Al acercarme, de entre aquel trío, se adelantó un hombre. No apartó la mirada de mis ojos, como había hecho el fraile anterior. Al contrario, la sostuvo casi desafiante.
—Señoría: soy el padre Ignacio, rector de este monasterio. Es un placer recibirla en nuestro humilde hogar benedictino. Me comunican que necesita hablar con nosotros acerca de algún asunto urgente. Usted dirá, estamos a su disposición.
Esperaba encontrarme con un hombre mayor, enjuto y de pelo canoso, dotado de mirada dura y penetrante, capaz de cazar al vuelo vacilaciones en la fe o faltas en la moral de las jóvenes promesas de la prestigiosa orden de San Benito. Sin embargo, el hombre que acababa de tomar la palabra no era mucho mayor que yo. Rubio y con escurridiza mirada azul, exudaba un especial atractivo. Incluso vestido con ropas monacales y el cíngulo de cuerda propio de su orden, resultaba interesante. Sus gafas redondas y su alborotado cabello le conferían un aspecto progre, agrandado por el acento francés de su dicción. Sólo su fina voz desentonaba con el magnífico cuadro. Los otros dos situados a su izquierda no gozaban de ángel y eso hacía que el padre Ignacio descollara sobre el conjunto.
Salvo sus palabras y una amplia sonrisa, el rector, que ocultaba los brazos entre los amplios pliegues de las mangas, no hizo ningún otro gesto de acercamiento, se mantuvo, muy tieso, junto a la puerta que daba acceso al interior del monasterio, el mismo lugar en que eran recibidos los peregrinos que se acercaban a Leyre en busca de paz. Ante tan feble recibimiento, torcí el gesto y me agité en mi posición como un velero en mar picada. Tuve claro que aquellos hombres no estaban dispuestos c cooperar con la justicia; aunque también era posible que desconocierar la causa que me había llevado hasta allí.
A diferencia de otros miembros de la judicatura, yo no tengo especiales prejuicios contra la Iglesia católica a la que, dicho sea de paso, pertenezco. Sin embargo, aquella actitud tan fría me incomodó, me puso a la defensiva. No me encontraba allí como una humilde feligresa en busca de la bendición de un alto dignatario del monasterio: en aquel momento, las bendiciones o maldiciones no me interesaban lo más mínimo. Estaba en San Salvador de Leyre en mi condición de juez, instruyendo un caso, nada menos que el de la violenta muerte de su abad, aunque era probable que aquellos antipáticos frailes la ignoraran. ¿A título de qué aquel monje guaperas se saltaba los más mínimos modales de cortesía? ¡Por todos los santos, fuera fraile, cura o papa, no se iba a contaminar por estrechar la mano de una mujer, o por presentarme a sus acompañantes!
Esperé unos segundos, con la esperanza de que el rector se sintiera incómodo y me invitase a entrar. No estaba dispuesta a informarles de los motivos de mi presencia en medio del patio, con gente entrando y saliendo. Pero ni el padre Ignacio ni sus acompañantes se movieron, así que, finalmente, decidí hablar.

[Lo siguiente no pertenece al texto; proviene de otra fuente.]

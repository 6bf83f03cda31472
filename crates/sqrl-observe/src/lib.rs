//! Observability setup for processes embedding the SQRL identity store.

pub mod tracing_setup;
//! The identity shape exchanged with the SQRL protocol handler.
//!
//! The protocol handler works with plain strings and the short field names
//! used on the wire (`idk`, `suk`, `vuk`, ...). [`ProtocolIdentity`] mirrors
//! that shape; the conversions to and from [`Identity`] are pure and are the
//! only place the two shapes meet.

use serde::{Deserialize, Serialize};
use zeroize::{Zeroize, ZeroizeOnDrop};

use crate::error::ValidationError;
use crate::identity::{ButtonResponse, Identity, SensitiveString};

/// Plain-string identity record as the protocol handler sees it.
///
/// Empty `pidk` / `rekeyed` strings are treated the same as absent ones.
/// The struct zeroes its strings on drop.
#[derive(Debug, Clone, Default, PartialEq, Eq, Serialize, Deserialize, Zeroize, ZeroizeOnDrop)]
pub struct ProtocolIdentity {
    pub idk: String,
    pub suk: String,
    pub vuk: String,
    #[serde(default, skip_serializing_if = "Option::is_none")]
    pub pidk: Option<String>,
    #[serde(default, rename = "sqrlonly")]
    pub sqrl_only: bool,
    #[serde(default)]
    pub hardlock: bool,
    #[serde(default)]
    pub disabled: bool,
    #[serde(default, skip_serializing_if = "Option::is_none")]
    pub rekeyed: Option<String>,
    #[serde(default)]
    pub btn: i64,
}

fn non_empty(value: Option<String>) -> Option<SensitiveString> {
    value.filter(|s| !s.is_empty()).map(SensitiveString::new)
}

impl From<&Identity> for ProtocolIdentity {
    fn from(identity: &Identity) -> Self {
        Self {
            idk: identity.primary_id.as_str().to_owned(),
            suk: identity.unlock_key.as_str().to_owned(),
            vuk: identity.verify_key.as_str().to_owned(),
            pidk: identity.previous_id.as_ref().map(|s| s.as_str().to_owned()),
            sqrl_only: identity.sole_auth,
            hardlock: identity.hard_lock,
            disabled: identity.disabled,
            rekeyed: identity.rotated_to_id.as_ref().map(|s| s.as_str().to_owned()),
            btn: i64::from(identity.button_response.get()),
        }
    }
}

impl TryFrom<ProtocolIdentity> for Identity {
    type Error = ValidationError;

    fn try_from(mut value: ProtocolIdentity) -> Result<Self, Self::Error> {
        let button_response = ButtonResponse::try_from(value.btn)?;

        // Move the allocations across instead of copying them; whatever is
        // left in `value` is zeroed when it drops.
        Ok(Identity {
            primary_id: SensitiveString::new(std::mem::take(&mut value.idk)),
            unlock_key: SensitiveString::new(std::mem::take(&mut value.suk)),
            verify_key: SensitiveString::new(std::mem::take(&mut value.vuk)),
            previous_id: non_empty(value.pidk.take()),
            sole_auth: value.sqrl_only,
            hard_lock: value.hardlock,
            disabled: value.disabled,
            rotated_to_id: non_empty(value.rekeyed.take()),
            button_response,
        })
    }
}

—Mi nombre es Dolores MacHor, juzgado número uno de Pamplona —respondí secamente, mientras fraguaba el plan a seguir—. En el vehículo que me sigue, vienen dos agentes de la policía científica. Han de saber que estoy aquí en misión oficial.

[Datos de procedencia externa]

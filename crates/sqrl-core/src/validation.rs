//! Input checks run before every storage operation: identifier format and
//! presence of key material.
//!
//! Pure and deterministic: no I/O, no allocation, no normalization. Anything
//! outside the allowed alphabet is rejected outright, including look-alike
//! characters such as zero-width spaces, bidi override marks, and byte-order
//! marks.

use sqrl_types::error::ValidationError;
use sqrl_types::identity::Identity;

/// Maximum identifier length, counted in code points.
pub const MAX_IDENTIFIER_LEN: usize = 256;

/// Standard and URL-safe base64 alphabets plus padding and `.`.
fn is_allowed(c: char) -> bool {
    c.is_ascii_alphanumeric() || matches!(c, '+' | '/' | '=' | '-' | '_' | '.')
}

/// Check an identifier. Rules apply in order and the first failure wins:
/// empty, then too long, then a disallowed character.
pub fn validate_identifier(value: &str) -> Result<(), ValidationError> {
    if value.is_empty() {
        return Err(ValidationError::EmptyKey);
    }
    if value.chars().count() > MAX_IDENTIFIER_LEN {
        return Err(ValidationError::KeyTooLong);
    }
    if !value.chars().all(is_allowed) {
        return Err(ValidationError::InvalidFormat);
    }
    Ok(())
}

/// A record is only storable with both keys present.
pub fn validate_key_material(identity: &Identity) -> Result<(), ValidationError> {
    if identity.unlock_key.is_empty() || identity.verify_key.is_empty() {
        return Err(ValidationError::MissingKeyMaterial);
    }
    Ok(())
}
//! In-memory identity store.
//!
//! Backed by a [`DashMap`] keyed on the identity's `SensitiveString`, so both
//! keys and records are zeroed when they leave the map. Useful for tests and
//! for embedding the repository where persistence is not wanted.

use dashmap::DashMap;
use sqrl_core::repository::identity::IdentityStore;
use sqrl_types::error::StorageError;
use sqrl_types::identity::{Identity, SensitiveString};

#[derive(Default)]
pub struct MemoryIdentityStore {
    records: DashMap<SensitiveString, Identity>,
}

impl MemoryIdentityStore {
    pub fn new() -> Self {
        Self::default()
    }

    pub fn len(&self) -> usize {
        self.records.len()
    }

    pub fn is_empty(&self) -> bool {
        self.records.is_empty()
    }
}

impl IdentityStore for MemoryIdentityStore {
    async fn fetch(&self, primary_id: &str) -> Result<Option<Identity>, StorageError> {
        Ok(self
            .records
            .get(primary_id.as_bytes())
            .map(|entry| entry.value().clone()))
    }

    async fn upsert(&self, identity: &Identity) -> Result<(), StorageError> {
        self.records
            .insert(identity.primary_id.clone(), identity.clone());
        Ok(())
    }

    async fn remove(&self, primary_id: &str) -> Result<(), StorageError> {
        self.records.remove(primary_id.as_bytes());
        Ok(())
    }

    async fn ensure_schema(&self) -> Result<(), StorageError> {
        Ok(())
    }
}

—Encantado —respondió el padre Ignacio.
Se mantuvo en sus trece, sin hacer ademán siquiera de presentarme a sus dos acólitos, que permanecían mudos como témpanos de hielo.
—Rector, ¿conoce usted el motivo de mi visita?
—Lo ignoro, señoría. La lógica dicta que si una juez acompañada por dos agentes se presentan en un lugar, es que algo grave ha pasado.
Me di cuenta enseguida de que aquel monje faltaba a la verdad. Contestó demasiado rápido, como si esperara aquella pregunta; en ningún momento se mostró extrañado ni preocupado por mi visita, como cabría esperar, sino sumamente tranquilo, dominando la situación. Estoy acostumbrada a que los interrogados intenten escurrir el bulto empleando la fácil evasiva que ofrece la mentira; no fue eso lo que me molestó. Lo que me repugnó es que lo hiciera sin dar signos, ni siquiera mínimos, de algún tipo de cargo de conciencia. Se supone que los frailes no mienten, pero aquél lo hacía con total desfachatez, pensando que su inteligencia le haría salir indemne del interrogatorio. Se equivocaba; ya lo dice el refrán, antes se atrapa a un mentiroso que a un cojo, aunque el cojo fuera muy listo.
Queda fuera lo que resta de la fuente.